DOPO CHE SI È SCOPERTO CHE UNO DEGLI 007 DEL CAIRO, SOTTO ACCUSA PER LA MORTE DI GIULIO REGENI (USHAM HELMI), HA PARTECIPATO ALLE INDAGINI, COME FARA’ IL GOVERNO A DIRE CHE IL PRESIDENTE EGIZIANO HA “ASSICURATO” MASSIMA COLLABORAZIONE?
IL CARABINIERE DEL ROS, LORETO BISCARDI, CHE HA INDAGATO SUL CASO RACCONTA CHE HELMI ERA SEMPRE TRA LE PALLE E, AL MOMENTO GIUSTO, E’ SCOMPARSO
Dal governo potranno ancora dire: «Il presidente Al Sisi ha assicurato la massima collaborazione dell’Egitto nelle indagini sull’omicidio di Giulio Regeni». Ma dopo quel che è accaduto ieri lo potrà fare con qualche difficoltà e imbarazzo in più.
La scena si è consumata in tribunale: carabinieri del Ros e poliziotti dello Sco, nel corso dell’udienza del processo per il sequestro, le torture e l’omicidio del ricercatore italiano avvenuto tra gennaio e febbraio del 2016 al Cairo, hanno ricostruito tutte le bugie e i depistaggi ai quali hanno dovuto assistere in cinque anni di indagini.
Compreso l’affronto di avere, tra i poliziotti scelti da Al Sisi per collaborare alle indagini, proprio quell’Usham Helmi oggi sotto processo con l’accusa di aver ucciso Giulio. «Quello con gli occhiali da sole è il colonnello Helmi, era presente molto spesso» ha confermato in aula il colonnello del Ros Loreto Biscardi, mentre sullo schermo scorrono le immagini dell’imputato sulla scena del crimine, in prima linea con i colleghi egiziani e italiani.
Sollecitato dalle domande del procuratore aggiunto Sergio Colaiocco, il carabiniere ha raccontato che Helmi conosceva ogni dettaglio delle indagini così da avere il tempo di tutelarsi. Non c’è da stupirsi dunque se al momento opportuno si è volatilizzato. E non sorprende neanche il fatto che agli investigatori italiani siano state fornite le piste investigative più disparate, nessuna minimamente vicina alla verità alla quale è poi arrivata la procura di Roma.
«La primissima ipotesi prospettata dalla National Agency – racconta in aula il direttore dello Sco Vincenzo Nicolì – era relativa a un incidente stradale». «Ma era incompatibile sia per la posizione del cadavere sia per le condizioni del ritrovamento del corpo», prosegue.

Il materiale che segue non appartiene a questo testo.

use std::path::{Path, PathBuf};
use std::sync::Arc;
use std::time::Duration;

use anyhow::{bail, Context};
use flexport_core::auth::Credentials;
use flexport_core::backends::http::HttpBackend;
use flexport_core::config::ClientConfig;
use flexport_core::events::{Notice, NoticeReceiver};
use flexport_core::files::{human_readable_size, RemotePath};
use flexport_core::remote::{RemoteConnection, RemoteProtocol};
use flexport_core::session::UploadSession;
use flexport_core::transfer::{parse_links, LocalFile};
use flexport_core::SessionOrchestrator;
use tracing::{info, warn};
use tracing_subscriber::EnvFilter;

const VERSION: &str = env!("CARGO_PKG_VERSION");
const DEFAULT_CONFIG: &str = "flexport.json";

type Client = SessionOrchestrator<HttpBackend>;

fn print_usage() {
    eprintln!("Usage: flexport [--config FILE] [--user NAME] <command> [args]");
    eprintln!();
    eprintln!("Commands:");
    eprintln!("  ls [PATH]                         List a directory (default: home)");
    eprintln!("  df                                Show storage usage");
    eprintln!("  sessions [--watch] [--all]        Show upload sessions");
    eprintln!("  upload DIR FILE...                Upload local files into DIR");
    eprintln!("  links DIR [LINK...]               Fetch links into DIR (stdin if none)");
    eprintln!("  remote-ls PROTO HOST USER [PATH]  List an FTP/SFTP server");
    eprintln!("  remote-get PROTO HOST USER DIR INTO NAME...");
    eprintln!("                                    Copy remote files into INTO");
    eprintln!();
    eprintln!("Options:");
    eprintln!("  --config FILE  Client config (default: {DEFAULT_CONFIG})");
    eprintln!("  --user NAME    Login name (or FLEXPORT_USER)");
    eprintln!("  --version      Print version and exit");
    eprintln!("  --help         Print this help message");
    eprintln!();
    eprintln!("Environment:");
    eprintln!("  FLEXPORT_PASSWORD         Login password");
    eprintln!("  FLEXPORT_REMOTE_PASSWORD  Password for remote-ls / remote-get");
    eprintln!("  FLEXPORT_BASE_URL         Overrides baseUrl from the config");
    eprintln!("  RUST_LOG                  Log filter (default: info)");
}

#[derive(Debug, PartialEq)]
enum Command {
    List {
        path: String,
    },
    Space,
    Sessions {
        watch: bool,
        all: bool,
    },
    Upload {
        dir: String,
        files: Vec<PathBuf>,
    },
    Links {
        dir: String,
        links: Vec<String>,
    },
    RemoteList {
        protocol: RemoteProtocol,
        host: String,
        user: String,
        path: String,
    },
    RemoteGet {
        protocol: RemoteProtocol,
        host: String,
        user: String,
        dir: String,
        into: String,
        names: Vec<String>,
    },
}

#[derive(Debug, PartialEq)]
struct Options {
    config: PathBuf,
    user: Option<String>,
    command: Command,
}

fn parse_args(args: &[String]) -> Result<Options, String> {
    let mut config = PathBuf::from(DEFAULT_CONFIG);
    let mut user = None;
    let mut rest = args;

    loop {
        match rest.first().map(String::as_str) {
            Some("--config") => {
                let value = rest.get(1).ok_or("--config needs a value")?;
                config = PathBuf::from(value);
                rest = &rest[2..];
            }
            Some("--user") => {
                let value = rest.get(1).ok_or("--user needs a value")?;
                user = Some(value.clone());
                rest = &rest[2..];
            }
            _ => break,
        }
    }

    let (name, params) = rest.split_first().ok_or("Missing command")?;
    let command = match name.as_str() {
        "ls" => Command::List {
            path: params.first().cloned().unwrap_or_else(|| "/".to_string()),
        },
        "df" => Command::Space,
        "sessions" => {
            let mut watch = false;
            let mut all = false;
            for flag in params {
                match flag.as_str() {
                    "--watch" => watch = true,
                    "--all" => all = true,
                    other => return Err(format!("Unknown sessions flag: {other}")),
                }
            }
            Command::Sessions { watch, all }
        }
        "upload" => match params {
            [dir, files @ ..] if !files.is_empty() => Command::Upload {
                dir: dir.clone(),
                files: files.iter().map(PathBuf::from).collect(),
            },
            _ => return Err("upload needs a directory and at least one file".into()),
        },
        "links" => match params {
            [dir, links @ ..] => Command::Links {
                dir: dir.clone(),
                links: links.to_vec(),
            },
            [] => return Err("links needs a directory".into()),
        },
        "remote-ls" => match params {
            [protocol, host, user, path @ ..] if path.len() <= 1 => Command::RemoteList {
                protocol: protocol.parse()?,
                host: host.clone(),
                user: user.clone(),
                path: path.first().cloned().unwrap_or_else(|| "/".to_string()),
            },
            _ => return Err("remote-ls needs PROTO HOST USER [PATH]".into()),
        },
        "remote-get" => match params {
            [protocol, host, user, dir, into, names @ ..] if !names.is_empty() => {
                Command::RemoteGet {
                    protocol: protocol.parse()?,
                    host: host.clone(),
                    user: user.clone(),
                    dir: dir.clone(),
                    into: into.clone(),
                    names: names.to_vec(),
                }
            }
            _ => return Err("remote-get needs PROTO HOST USER DIR INTO NAME...".into()),
        },
        other => return Err(format!("Unknown command: {other}")),
    };

    Ok(Options {
        config,
        user,
        command,
    })
}

#[tokio::main]
async fn main() -> anyhow::Result<()> {
    let args: Vec<String> = std::env::args().skip(1).collect();

    match args.first().map(String::as_str) {
        None => {
            print_usage();
            std::process::exit(1);
        }
        Some("--version") => {
            println!("flexport {}", VERSION);
            return Ok(());
        }
        Some("--help") => {
            print_usage();
            return Ok(());
        }
        Some(_) => {}
    }

    let options = match parse_args(&args) {
        Ok(options) => options,
        Err(msg) => {
            eprintln!("{}", msg);
            print_usage();
            std::process::exit(1);
        }
    };

    // Logs go to stderr so listings on stdout stay pipeable
    tracing_subscriber::fmt()
        .with_env_filter(
            EnvFilter::try_from_default_env().unwrap_or_else(|_| EnvFilter::new("info")),
        )
        .with_writer(std::io::stderr)
        .init();

    let config = load_config(&options.config)?;
    info!("flexport {} using {}", VERSION, config.base_url());

    let backend = Arc::new(HttpBackend::new(&config).context("Failed to build HTTP client")?);
    let (client, notices) = SessionOrchestrator::new(backend, config);
    tokio::spawn(report_notices(notices));

    sign_in(&client, options.user).await?;
    run(&client, options.command).await
}

fn load_config(path: &Path) -> anyhow::Result<ClientConfig> {
    let mut config = ClientConfig::load_from(path)
        .with_context(|| format!("Failed to load config from {}", path.display()))?;
    if let Ok(url) = std::env::var("FLEXPORT_BASE_URL") {
        config.base_url = url;
    }
    config.validate()?;
    Ok(config)
}

async fn sign_in(client: &Client, user: Option<String>) -> anyhow::Result<()> {
    if client.init().await? {
        return Ok(());
    }
    let username = match user.or_else(|| std::env::var("FLEXPORT_USER").ok()) {
        Some(username) => username,
        None => bail!("Not logged in: pass --user or set FLEXPORT_USER"),
    };
    let password =
        std::env::var("FLEXPORT_PASSWORD").context("FLEXPORT_PASSWORD is not set")?;
    client
        .login(Credentials::new(username, password))
        .await
        .context("Login failed")?;
    Ok(())
}

async fn report_notices(mut notices: NoticeReceiver) {
    while let Some(notice) = notices.recv().await {
        match notice {
            Notice::Info(msg) => info!("{}", msg),
            Notice::Error(msg) => warn!("{}", msg),
            Notice::SessionExpired => warn!("Login expired, please sign in again"),
        }
    }
}

async fn run(client: &Client, command: Command) -> anyhow::Result<()> {
    match command {
        Command::List { path } => {
            client.navigate_to(&RemotePath::normalize(&path)?).await?;
            print_listing(client);
        }
        Command::Space => {
            let usage = client.refresh_space_usage().await?;
            println!(
                "{} used of {} ({} free, {:.1}%)",
                human_readable_size(usage.used),
                human_readable_size(usage.total),
                human_readable_size(usage.available),
                usage.used_fraction() * 100.0
            );
        }
        Command::Sessions { watch, all } => {
            client.set_show_finished_sessions(all);
            show_sessions(client, watch).await?;
        }
        Command::Upload { dir, files } => {
            let dir = RemotePath::normalize(&dir)?;
            let mut local = Vec::with_capacity(files.len());
            for path in &files {
                let data = tokio::fs::read(path)
                    .await
                    .with_context(|| format!("Failed to read {}", path.display()))?;
                let name = path
                    .file_name()
                    .map(|n| n.to_string_lossy().into_owned())
                    .unwrap_or_default();
                local.push(LocalFile::new(name, data));
            }
            let report = client
                .upload_files_to(&dir, local, |progress| {
                    info!(
                        "Uploaded {}/{} ({}%)",
                        progress.completed,
                        progress.total,
                        progress.percent()
                    );
                })
                .await?;
            for (name, reason) in &report.failed {
                eprintln!("{}: {}", name, reason);
            }
            let uploaded = report.into_result()?;
            println!("Uploaded {} file(s) to {}", uploaded.len(), dir);
        }
        Command::Links { dir, links } => {
            let links = if links.is_empty() {
                let text = std::io::read_to_string(std::io::stdin())
                    .context("Failed to read links from stdin")?;
                parse_links(&text)
            } else {
                links
            };
            client.navigate_to(&RemotePath::normalize(&dir)?).await?;
            let count = client.submit_links(&links).await?;
            println!("Submitted {} link(s)", count);
        }
        Command::RemoteList {
            protocol,
            host,
            user,
            path,
        } => {
            let browser = client.remote_browser(remote_connection(protocol, host, user));
            browser.load(&RemotePath::normalize(&path)?).await?;
            println!("{}", browser.current_path());
            for entry in browser.entries().iter() {
                let kind = if entry.is_directory { "d" } else { "-" };
                println!(
                    "{} {:>10} {:<20} {}",
                    kind,
                    human_readable_size(entry.size),
                    entry.modified_time.as_deref().unwrap_or(""),
                    entry.name
                );
            }
        }
        Command::RemoteGet {
            protocol,
            host,
            user,
            dir,
            into,
            names,
        } => {
            let browser = client.remote_browser(remote_connection(protocol, host, user));
            browser.load(&RemotePath::normalize(&dir)?).await?;
            for name in &names {
                if !browser.toggle_selection(name) {
                    bail!("{} is not a file in {}", name, dir);
                }
            }
            let report = client
                .download_remote_selected(&browser, Some(RemotePath::normalize(&into)?))
                .await?;
            for (name, reason) in &report.failed {
                eprintln!("{}: {}", name, reason);
            }
            let started = report.into_result()?;
            println!("Started {} transfer(s) into {}", started.len(), into);
        }
    }
    Ok(())
}

fn remote_connection(protocol: RemoteProtocol, host: String, user: String) -> RemoteConnection {
    let password = std::env::var("FLEXPORT_REMOTE_PASSWORD").unwrap_or_default();
    RemoteConnection::new(protocol, host, user, password)
}

fn print_listing(client: &Client) {
    let nav = client.navigation();
    println!("{}", nav.current_path);
    for entry in client.visible_entries() {
        let suffix = if entry.is_directory { "/" } else { "" };
        println!(
            "{} {:<8} {:<8} {:>10} {}{}",
            entry.permission_string(),
            entry.owner,
            entry.group,
            human_readable_size(entry.size),
            entry.name,
            suffix
        );
    }
    if let Some(usage) = client.space_usage() {
        println!(
            "{} of {} used",
            human_readable_size(usage.used),
            human_readable_size(usage.total)
        );
    }
}

fn print_sessions(sessions: &[UploadSession]) {
    if sessions.is_empty() {
        println!("No sessions");
        return;
    }
    for session in sessions {
        println!(
            "{:<12} {:<12} {:>3}% {} {}",
            session.id,
            session.status.as_str(),
            session.progress_percent,
            session.started_at,
            session.detail_text
        );
    }
}

/// Print sessions once the first poll lands; with `watch`, reprint on every
/// change until Ctrl-C.
async fn show_sessions(client: &Client, watch: bool) -> anyhow::Result<()> {
    let tick = Duration::from_millis(200);
    let first_poll_deadline = client.config().request_timeout();
    let mut shown = client.sessions();
    client.set_sessions_visible(true);

    let first = tokio::time::timeout(first_poll_deadline, async {
        loop {
            tokio::time::sleep(tick).await;
            let current = client.sessions();
            if !Arc::ptr_eq(&shown, &current) || !client.is_polling() {
                return current;
            }
        }
    })
    .await;
    shown = match first {
        Ok(sessions) => sessions,
        Err(_) => bail!("Timed out waiting for sessions"),
    };
    if !client.is_polling() {
        bail!("Session polling stopped");
    }
    print_sessions(&client.visible_sessions());

    if !watch {
        client.set_sessions_visible(false);
        return Ok(());
    }

    loop {
        tokio::select! {
            _ = tokio::signal::ctrl_c() => break,
            _ = tokio::time::sleep(tick) => {
                if !client.is_polling() {
                    bail!("Session polling stopped");
                }
                let current = client.sessions();
                if !Arc::ptr_eq(&shown, &current) {
                    println!();
                    print_sessions(&client.visible_sessions());
                    shown = current;
                }
            }
        }
    }
    client.set_sessions_visible(false);
    Ok(())
}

«Al team investigativo italiano – spiega – man mano che si andava avanti furono prospettate diverse ipotesi tutte corroborate da verbali con sommarie informazioni o da ricostruzioni giornalistiche che ci venivano prospettate come ipotesi».
Ancora: «Una delle piste più suggerite fu quella di un ipotetico coinvolgimento di Regeni in un traffico di opere rubate». «Altro tema riguarda la sfera sessuale», ha detto Nicolì riferendosi all’ipotesi «che Regeni si era mostrato interessato a una ragazza» e che questo fatto «avrebbe suscitato la reazione degli amici» della donna.
E ancora, gli egiziani hanno fatto riferimento a una «sorta di litigio avvenuto nei pressi dell’ambasciata». La pista passionale, l’incidente stradale, le opere d’arte. Tutto era basato su «sommarie informazioni», «fonti confidenziali» o «interviste in tv».
Ma mai nessun «riscontro tecnico» a confermare quelle piste. «Depistaggi», «bugie» ha detto l’avvocato della famiglia Regeni, Alessandra Ballerini, riferendosi anche a quello che accadde il 24 marzo.
Le foto del pulmino crivellato di colpi dimostrano che la polizia ha sparato frontalmente, ma dai corpi delle vittime si nota che i proiettili li hanno colpiti da dietro. Dai tabulati emerge inoltre che durante il sequestro Regeni il capo era a 100 chilometri di distanza e non ci sono contatti tra tutte le persone coinvolte.